Historical Analysis and Theory

By the 1850's, when massive job creation occurred in the cities and rural Americans and immigrants flooded the urban centers in great numbers, there was a critical housing shortage. Real estate developers were turning single family homes into subdivided living quarters; where one family had originally lived, now four and five crammed into every inch of the building.

Major crises related to housing led the United States government to initiate large-scale housing programs for low-and moderate-income Americans. President Hoover believed that insufficient housing would create a class system of tenants and landlords that would lead to widespread discontent and even possibly revolution. (Martens, 2009)

The New Deal initiatives that came with the Roosevelt administration brought with it more attempts at policy for affordable housing. Initially, the projects were well received by the public because they were well built and neighborhood friendly; integrating families of differing socioeconomic status because there was not an eligibility based on income. Catherine Bauer, a powerful visionary that worked behind the scenes of the housing movement in the 1930's believed that housing created solely for poor people, built in isolation from the fabric of the neighborhood, and administered in a top-down government program would be politically unpopular. Bauer argued for a large-scale housing program created by non-profits and cooperatives, separated from commercial investments, and designed using an architectural style that would allow for a mixed income community. Bauer was an early advocate of a multi-family approach in which amenities could be shared by entire communities and efficiencies in construction and development would deliver affordability to all. Bauer teamed with political figures and made may attempts but ultimately what came next was the U.S. Housing Act. From that legislation, three significant compromises set the stage for what we see today; that public housing be eligible only to low-income families, that public housing's cost be limited, and that the creation of new housing be tied to the clearance of existing highlighted properties. (Martens, 2009)
More recently, with the use of eminent domain and gentrification, affordable housing goals seem further out of reach. According to research, the link between eminent domain and affordable housing reveals a long history of cities use of their eminent domain power to advance development projects that rarely include affordable housing.

When cities condemn property through eminent domain to further new development projects, they often do so in a manner that undermines many of the goals of building more affordable housing. Condemned properties are almost always located in poor neighborhoods, many of which are populated by ethnic minority groups.

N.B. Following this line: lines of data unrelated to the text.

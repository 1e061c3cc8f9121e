//! Reference test binary entry point
//!
//! Runs every reference scenario from the project root and exits non-zero if
//! any check fails. Set `RUST_LOG=debug` for per-step progress.

use reference_tests::suite::all_tests;
use reference_tests::TestResult;
use tracing_subscriber::EnvFilter;

fn main() {
    // Initialize logging
    tracing_subscriber::fmt()
        .with_env_filter(
            EnvFilter::try_from_default_env().unwrap_or_else(|_| EnvFilter::new("info")),
        )
        .with_target(false)
        .init();

    tracing::info!("Shallow-Water SPH Reference Test Suite");
    tracing::info!("======================================");

    let root = std::env::args()
        .nth(1)
        .map(std::path::PathBuf::from)
        .unwrap_or_else(|| std::path::PathBuf::from("."));

    let tests = match all_tests(&root) {
        Ok(tests) => tests,
        Err(e) => {
            eprintln!("ERROR loading reference tests: {}", e);
            std::process::exit(2);
        }
    };
    tracing::info!("Found {} reference tests", tests.len());

    let mut results: Vec<TestResult> = Vec::new();
    let mut passed_count = 0;
    let mut failed_count = 0;

    for test in tests {
        match test.run() {
            Ok(result) => {
                if result.passed {
                    passed_count += 1;
                } else {
                    failed_count += 1;
                }
                result.print_summary();
                results.push(result);
            }
            Err(e) => {
                eprintln!("\nERROR running test {}: {}", test.name, e);
                failed_count += 1;
            }
        }
    }

    // Print overall summary
    println!("\n{}", "=".repeat(80));
    println!("OVERALL SUMMARY");
    println!("{}", "=".repeat(80));
    println!("Total tests: {}", results.len());
    println!("Passed: {}", passed_count);
    println!("Failed: {}", failed_count);
    println!("{}", "=".repeat(80));

    if failed_count > 0 {
        std::process::exit(1);
    }
}
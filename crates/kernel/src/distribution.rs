//! Initial particle placements.

use std::str::FromStr;

use serde::{Deserialize, Serialize};

use crate::error::SimError;

/// Fraction of the domain width covered by the drop of [`ParticleDistribution::WaterDrop`].
pub const DROP_WIDTH_FRACTION: f64 = 0.1;

/// How particles are placed over `[x_min, x_max]` when a simulation starts.
///
/// Every particle carries the same volume, so local particle density sets the
/// initial fluid height.
#[derive(Debug, Clone, Copy, PartialEq, Eq, Hash, Default, Serialize, Deserialize)]
#[serde(rename_all = "kebab-case")]
pub enum ParticleDistribution {
    /// Evenly spaced over the whole domain: a flat surface.
    Uniform,
    /// Dam at the domain centre with water twice as deep upstream as downstream.
    #[default]
    DamBreakWet,
    /// Dam at the domain centre with a dry bed downstream.
    DamBreakDry,
    /// Flat layer with a raised drop of water at the centre.
    WaterDrop,
}

impl ParticleDistribution {
    /// Canonical configuration name.
    pub fn name(self) -> &'static str {
        match self {
            ParticleDistribution::Uniform => "uniform",
            ParticleDistribution::DamBreakWet => "dam-break-wet",
            ParticleDistribution::DamBreakDry => "dam-break-dry",
            ParticleDistribution::WaterDrop => "water-drop",
        }
    }

    /// Sorted positions of `n` particles over `[x_min, x_max]`.
    pub fn positions(self, n: usize, x_min: f64, x_max: f64) -> Vec<f64> {
        let width = x_max - x_min;
        let center = x_min + 0.5 * width;
        match self {
            ParticleDistribution::Uniform => spread(n, x_min, x_max),
            ParticleDistribution::DamBreakWet => {
                // Twice the particle density upstream gives twice the depth.
                let upstream = (2 * n + 1) / 3;
                let mut x = spread(upstream, x_min, center);
                x.extend(spread(n - upstream, center, x_max));
                x
            }
            ParticleDistribution::DamBreakDry => spread(n, x_min, center),
            ParticleDistribution::WaterDrop => {
                let in_drop = n / 4;
                let half_drop = 0.5 * DROP_WIDTH_FRACTION * width;
                let mut x = spread(n - in_drop, x_min, x_max);
                x.extend(spread(in_drop, center - half_drop, center + half_drop));
                x.sort_by(f64::total_cmp);
                x
            }
        }
    }
}

impl FromStr for ParticleDistribution {
    type Err = SimError;

    fn from_str(s: &str) -> Result<Self, Self::Err> {
        match s.trim().to_ascii_lowercase().replace('_', "-").as_str() {
            "uniform" => Ok(ParticleDistribution::Uniform),
            "dam-break-wet" => Ok(ParticleDistribution::DamBreakWet),
            "dam-break-dry" => Ok(ParticleDistribution::DamBreakDry),
            "water-drop" => Ok(ParticleDistribution::WaterDrop),
            _ => Err(SimError::UnknownVariant {
                kind: "particle distribution",
                value: s.to_string(),
                expected: "uniform, dam-break-wet, dam-break-dry, water-drop",
            }),
        }
    }
}

/// `n` cell-centred positions over `[a, b]`.
fn spread(n: usize, a: f64, b: f64) -> Vec<f64> {
    let dx = (b - a) / n as f64;
    (0..n).map(|i| a + (i as f64 + 0.5) * dx).collect()
}
#[cfg(test)]
mod tests {
    use super::*;

    fn uniform(n: usize, x_min: f64, x_max: f64) -> Vec<f64> {
        let dx = (x_max - x_min) / n as f64;
        (0..n).map(|i| x_min + (i as f64 + 0.5) * dx).collect()
    }

    fn column(kind: BoundaryType, n: usize) -> Environment {
        let boundary = Boundary::new(kind, 0.0, 10.0).unwrap();
        let depth = 1.0;
        Environment::new(
            ParticleArrays::at_rest(uniform(n, 0.0, 10.0)),
            boundary,
            GroundProfile::default(),
            0.2,
            depth * 10.0 / n as f64,
            9.81,
        )
        .unwrap()
    }

    #[test]
    fn rejects_invalid_parameters() {
        let boundary = Boundary::new(BoundaryType::Solid, 0.0, 1.0).unwrap();
        let particles = ParticleArrays::at_rest(vec![0.5]);
        let make = |h, v, g| {
            Environment::new(
                particles.clone(),
                boundary.clone(),
                GroundProfile::default(),
                h,
                v,
                g,
            )
        };
        assert!(matches!(
            make(0.0, 1.0, 9.81),
            Err(SimError::InvalidSmoothingLength(_))
        ));
        assert!(make(0.1, -1.0, 9.81).is_err());
        assert!(make(0.1, 1.0, 0.0).is_err());
        assert!(make(0.1, 1.0, 9.81).is_ok());
    }

    #[test]
    fn uniform_column_has_flat_surface() {
        for kind in [BoundaryType::Solid, BoundaryType::Cyclic] {
            let env = column(kind, 200);
            for i in 0..=50 {
                let x = 0.2 * i as f64;
                let height = env.fluid_height(x);
                assert!(
                    (height - 1.0).abs() < 1.0e-3,
                    "{kind:?}: H({x}) = {height}"
                );
            }
        }
    }

    #[test]
    fn uniform_column_is_at_rest() {
        for kind in [BoundaryType::Solid, BoundaryType::Cyclic] {
            let env = column(kind, 200);
            for &a in &env.particles().ax {
                assert!(a.abs() < 1.0e-6, "{kind:?}: acceleration {a}");
            }
        }
    }

    #[test]
    fn surface_slope_drives_acceleration_downhill() {
        // Deeper on the left: water accelerates to the right.
        let boundary = Boundary::new(BoundaryType::Solid, 0.0, 10.0).unwrap();
        let mut x = uniform(100, 0.0, 5.0);
        x.extend(uniform(50, 5.0, 10.0));
        let env = Environment::new(
            ParticleArrays::at_rest(x),
            boundary,
            GroundProfile::default(),
            0.2,
            0.05,
            9.81,
        )
        .unwrap();
        assert!(env.fluid_acc(5.0) > 0.0);
        assert!(env.fluid_acc(2.5).abs() < 1.0e-6);
    }

    #[test]
    fn sloping_bed_adds_ground_term() {
        let mut env = column(BoundaryType::Cyclic, 200);
        env.set_ground(GroundProfile::Linear {
            slope: 0.1,
            offset: 0.0,
        })
        .unwrap();
        let a = env.fluid_acc(5.0);
        assert!((a + 0.981).abs() < 1.0e-6, "acc = {a}");
        assert_eq!(env.ground_height(5.0), 0.5);
        assert_eq!(env.ground_slope(5.0), 0.1);
    }

    #[test]
    fn smoothing_length_changes_rebuild_ghosts() {
        let mut env = column(BoundaryType::Solid, 200);
        let before = env.boundary().left_ghosts().len();
        env.set_smoothing_length(0.4).unwrap();
        assert_eq!(env.smoothing_length(), 0.4);
        assert!(env.boundary().left_ghosts().len() > before);
    }

    #[test]
    fn invalid_smoothing_length_is_rejected_without_change() {
        let mut env = column(BoundaryType::Solid, 50);
        assert_eq!(
            env.set_smoothing_length(-1.0),
            Err(SimError::InvalidSmoothingLength(-1.0))
        );
        assert!(env.set_smoothing_length(f64::NAN).is_err());
        assert_eq!(env.smoothing_length(), 0.2);
        assert!(env.set_smoothing_length(0.2).is_ok());
    }

    #[test]
    fn clone_owns_independent_particles() {
        let env = column(BoundaryType::Solid, 20);
        let mut copy = env.clone();
        copy.modify_particles(|p| p.x[0] = 0.3);
        assert_ne!(env.particles().x[0], copy.particles().x[0]);
        assert_eq!(copy.smoothing_length(), env.smoothing_length());
    }

    #[test]
    fn copy_config_keeps_particles() {
        let env = column(BoundaryType::Solid, 20);
        let mut other = column(BoundaryType::Cyclic, 20);
        other.set_gravity(1.62).unwrap();
        other.modify_particles(|p| p.vx[3] = 1.0);
        let mut target = env.clone();
        target.copy_config_from(&other);
        assert_eq!(target.boundary().kind(), BoundaryType::Cyclic);
        assert_eq!(target.gravity(), 1.62);
        assert_eq!(target.particles().vx[3], 0.0);
    }

    #[test]
    fn mapping_brings_particles_inside() {
        let mut env = column(BoundaryType::Cyclic, 20);
        env.particles_mut().x[0] = -0.1;
        env.particles_mut().x[19] = 10.2;
        env.map_particles_inside();
        assert!((env.particles().x[0] - 9.9).abs() < 1.0e-12);
        assert!((env.particles().x[19] - 0.2).abs() < 1.0e-12);
    }
}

Use of eminent domain in this manner directly benefits the wealthy and powerful at the expense of poor and often ethnic minority communities, compounding the concern that eminent domain will become an even more powerful land use tool of the elite at the expense of the poor. (Parlow, 2006)

One such example of eminent domain is the former Chavez Ravine, located in Los Angeles. During the 1950's; 300 acres which was home to generations of Mexican-Americans that included homes, churches, schools, and even small farms were taken from residents. Essentially, the city used it power of eminent domain to gain the property with the promise of thousands of affordable housing units. After a new administration was elected, the city negotiated a deal with the federal government to abandon the public housing project with the stipulation that the nearly vacant land be used for public use. Public use is defined as public ownership or in the least public access such as a post office, airport, or highway. The land is now home to Dodger's Stadium. The wealthy elite in the city, developers and other political powerful insiders saw an opportunity for their own financial gain and the city's vitality through a different use of the property. (Parlow, 2006)

Gentrification is defined as an upgrading of a geographical space to reflect middle class values. It is a key redevelopment process that has gained popularity in the Denver area. Gentrification is described as a gradual process that happens over time, it involves middle-class moving into marginal, economically depressed areas, buying up real estate and renovating. In the process, as property values are raised; lower class households are historically displaced. According to the article, Gentrification Critics Demand To Be Heard As Denver Developers Ride The Boom, gentrification is bringing social justice issues such as housing affordability, the criminal justice system, and cultural preservation front and center. A Gentrification Summit was the topic of the article, in which recent events of community unrest were highlighted. The article stated that community participants are advocating for thoughtful integrating of new businesses and renovations that will preserve cultural aspects of the neighborhood.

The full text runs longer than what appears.